▶ _Task brief_:
Nothing in the data may be omitted; output it all verbatim.

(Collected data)
◇ ◇ ◇ ◇ ◇ ◇ ◇
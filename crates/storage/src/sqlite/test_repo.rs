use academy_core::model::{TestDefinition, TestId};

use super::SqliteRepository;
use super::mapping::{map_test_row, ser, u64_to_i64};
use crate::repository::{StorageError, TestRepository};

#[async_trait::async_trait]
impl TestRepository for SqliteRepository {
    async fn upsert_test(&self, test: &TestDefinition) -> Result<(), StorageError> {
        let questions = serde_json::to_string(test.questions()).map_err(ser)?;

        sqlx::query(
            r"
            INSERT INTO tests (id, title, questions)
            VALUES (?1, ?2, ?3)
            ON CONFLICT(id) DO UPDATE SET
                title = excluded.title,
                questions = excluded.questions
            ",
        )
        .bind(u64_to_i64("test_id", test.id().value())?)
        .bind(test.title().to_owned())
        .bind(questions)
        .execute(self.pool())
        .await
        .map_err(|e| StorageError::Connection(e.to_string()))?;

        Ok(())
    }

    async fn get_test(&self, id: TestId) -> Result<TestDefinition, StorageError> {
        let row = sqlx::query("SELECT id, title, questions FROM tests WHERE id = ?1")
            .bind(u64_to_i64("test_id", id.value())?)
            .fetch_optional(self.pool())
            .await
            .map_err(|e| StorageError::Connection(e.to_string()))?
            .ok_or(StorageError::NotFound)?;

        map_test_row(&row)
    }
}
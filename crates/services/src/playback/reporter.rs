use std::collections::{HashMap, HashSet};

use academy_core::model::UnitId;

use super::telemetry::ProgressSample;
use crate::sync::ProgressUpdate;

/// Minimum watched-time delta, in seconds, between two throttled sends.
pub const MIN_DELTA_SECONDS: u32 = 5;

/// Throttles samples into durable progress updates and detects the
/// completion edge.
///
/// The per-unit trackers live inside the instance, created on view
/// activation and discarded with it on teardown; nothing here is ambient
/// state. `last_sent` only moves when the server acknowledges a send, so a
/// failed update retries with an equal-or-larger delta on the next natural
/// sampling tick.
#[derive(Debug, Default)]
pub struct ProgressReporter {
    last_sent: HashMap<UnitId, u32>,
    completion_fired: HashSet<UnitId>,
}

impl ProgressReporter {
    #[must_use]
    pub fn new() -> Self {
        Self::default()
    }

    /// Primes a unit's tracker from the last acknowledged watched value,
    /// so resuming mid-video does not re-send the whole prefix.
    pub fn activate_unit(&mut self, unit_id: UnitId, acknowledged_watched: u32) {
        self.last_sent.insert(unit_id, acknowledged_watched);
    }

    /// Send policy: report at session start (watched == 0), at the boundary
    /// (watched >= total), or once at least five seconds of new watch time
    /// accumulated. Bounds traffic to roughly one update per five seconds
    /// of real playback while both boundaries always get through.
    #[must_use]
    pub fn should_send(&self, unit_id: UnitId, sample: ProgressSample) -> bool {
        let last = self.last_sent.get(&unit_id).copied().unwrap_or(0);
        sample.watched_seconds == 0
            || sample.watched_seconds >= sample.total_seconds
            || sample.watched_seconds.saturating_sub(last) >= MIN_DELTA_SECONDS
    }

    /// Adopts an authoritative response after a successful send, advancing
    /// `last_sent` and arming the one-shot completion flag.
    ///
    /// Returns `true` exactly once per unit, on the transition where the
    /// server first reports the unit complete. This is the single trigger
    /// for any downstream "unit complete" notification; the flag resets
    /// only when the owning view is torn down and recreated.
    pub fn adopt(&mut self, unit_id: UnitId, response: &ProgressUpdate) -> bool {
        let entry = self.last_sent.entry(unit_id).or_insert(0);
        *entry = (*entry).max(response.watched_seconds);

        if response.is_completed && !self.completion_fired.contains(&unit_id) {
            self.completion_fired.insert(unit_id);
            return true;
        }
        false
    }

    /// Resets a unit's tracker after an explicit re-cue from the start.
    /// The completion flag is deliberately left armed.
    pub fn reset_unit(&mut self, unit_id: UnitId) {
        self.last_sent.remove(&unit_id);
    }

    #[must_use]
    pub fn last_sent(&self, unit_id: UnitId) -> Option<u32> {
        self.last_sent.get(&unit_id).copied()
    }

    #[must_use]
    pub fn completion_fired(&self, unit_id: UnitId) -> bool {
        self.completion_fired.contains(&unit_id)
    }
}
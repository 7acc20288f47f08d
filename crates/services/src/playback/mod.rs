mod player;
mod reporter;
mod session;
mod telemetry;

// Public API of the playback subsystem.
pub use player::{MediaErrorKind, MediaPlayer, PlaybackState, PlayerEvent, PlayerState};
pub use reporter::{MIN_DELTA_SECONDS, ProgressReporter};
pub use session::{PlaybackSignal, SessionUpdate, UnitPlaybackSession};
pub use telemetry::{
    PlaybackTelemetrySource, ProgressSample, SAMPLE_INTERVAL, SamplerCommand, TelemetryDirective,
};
◇ ◇ ◇ ◇ ◇ ◇ ◇
▶ _Written response_:
filename crates/storage/src/sqlite/test_repo.rs
use academy_core::model::{TestDefinition, TestId};

use super::SqliteRepository;
use super::mapping::{map_test_row, ser, u64_to_i64};
use crate::repository::{StorageError, TestRepository};

#[async_trait::async_trait]
impl TestRepository for SqliteRepository {
    async fn upsert_test(&self, test: &TestDefinition) -> Result<(), StorageError> {
        let questions = serde_json::to_string(test.questions()).map_err(ser)?;

        sqlx::query(
            r"
            INSERT INTO tests (id, title, questions)
            VALUES (?1, ?2, ?3)
            ON CONFLICT(id) DO UPDATE SET
                title = excluded.title,
                questions = excluded.questions
            ",
        )
        .bind(u64_to_i64("test_id", test.id().value())?)
        .bind(test.title().to_owned())
        .bind(questions)
        .execute(self.pool())
        .await
        .map_err(|e| StorageError::Connection(e.to_string()))?;

        Ok(())
    }

    async fn get_test(&self, id: TestId) -> Result<TestDefinition, StorageError> {
        let row = sqlx::query("SELECT id, title, questions FROM tests WHERE id = ?1")
            .bind(u64_to_i64("test_id", id.value())?)
            .fetch_optional(self.pool())
            .await
            .map_err(|e| StorageError::Connection(e.to_string()))?
            .ok_or(StorageError::NotFound)?;

        map_test_row(&row)
    }
}
filename crates/services/src/playback/reporter.rs
use std::collections::{HashMap, HashSet};

use academy_core::model::UnitId;

use super::telemetry::ProgressSample;
use crate::sync::ProgressUpdate;

/// Minimum watched-time delta, in seconds, between two throttled sends.
pub const MIN_DELTA_SECONDS: u32 = 5;

/// Throttles samples into durable progress updates and detects the
/// completion edge.
///
/// The per-unit trackers live inside the instance, created on view
/// activation and discarded with it on teardown; nothing here is ambient
/// state. `last_sent` only moves when the server acknowledges a send, so a
/// failed update retries with an equal-or-larger delta on the next natural
/// sampling tick.
#[derive(Debug, Default)]
pub struct ProgressReporter {
    last_sent: HashMap<UnitId, u32>,
    completion_fired: HashSet<UnitId>,
}

impl ProgressReporter {
    #[must_use]
    pub fn new() -> Self {
        Self::default()
    }

    /// Primes a unit's tracker from the last acknowledged watched value,
    /// so resuming mid-video does not re-send the whole prefix.
    pub fn activate_unit(&mut self, unit_id: UnitId, acknowledged_watched: u32) {
        self.last_sent.insert(unit_id, acknowledged_watched);
    }

    /// Send policy: report at session start (watched == 0), at the boundary
    /// (watched >= total), or once at least five seconds of new watch time
    /// accumulated. Bounds traffic to roughly one update per five seconds
    /// of real playback while both boundaries always get through.
    #[must_use]
    pub fn should_send(&self, unit_id: UnitId, sample: ProgressSample) -> bool {
        let last = self.last_sent.get(&unit_id).copied().unwrap_or(0);
        sample.watched_seconds == 0
            || sample.watched_seconds >= sample.total_seconds
            || sample.watched_seconds.saturating_sub(last) >= MIN_DELTA_SECONDS
    }

    /// Adopts an authoritative response after a successful send, advancing
    /// `last_sent` and arming the one-shot completion flag.
    ///
    /// Returns `true` exactly once per unit, on the transition where the
    /// server first reports the unit complete. This is the single trigger
    /// for any downstream "unit complete" notification; the flag resets
    /// only when the owning view is torn down and recreated.
    pub fn adopt(&mut self, unit_id: UnitId, response: &ProgressUpdate) -> bool {
        let entry = self.last_sent.entry(unit_id).or_insert(0);
        *entry = (*entry).max(response.watched_seconds);

        if response.is_completed && !self.completion_fired.contains(&unit_id) {
            self.completion_fired.insert(unit_id);
            return true;
        }
        false
    }

    /// Resets a unit's tracker after an explicit re-cue from the start.
    /// The completion flag is deliberately left armed.
    pub fn reset_unit(&mut self, unit_id: UnitId) {
        self.last_sent.remove(&unit_id);
    }

    #[must_use]
    pub fn last_sent(&self, unit_id: UnitId) -> Option<u32> {
        self.last_sent.get(&unit_id).copied()
    }

    #[must_use]
    pub fn completion_fired(&self, unit_id: UnitId) -> bool {
        self.completion_fired.contains(&unit_id)
    }
}
repository 7acc20288f47f08d
filename crates/services/src/playback/mod.rs
mod player;
mod reporter;
mod session;
mod telemetry;

// Public API of the playback subsystem.
pub use player::{MediaErrorKind, MediaPlayer, PlaybackState, PlayerEvent, PlayerState};
pub use reporter::{MIN_DELTA_SECONDS, ProgressReporter};
pub use session::{PlaybackSignal, SessionUpdate, UnitPlaybackSession};
pub use telemetry::{
    PlaybackTelemetrySource, ProgressSample, SAMPLE_INTERVAL, SamplerCommand, TelemetryDirective,
};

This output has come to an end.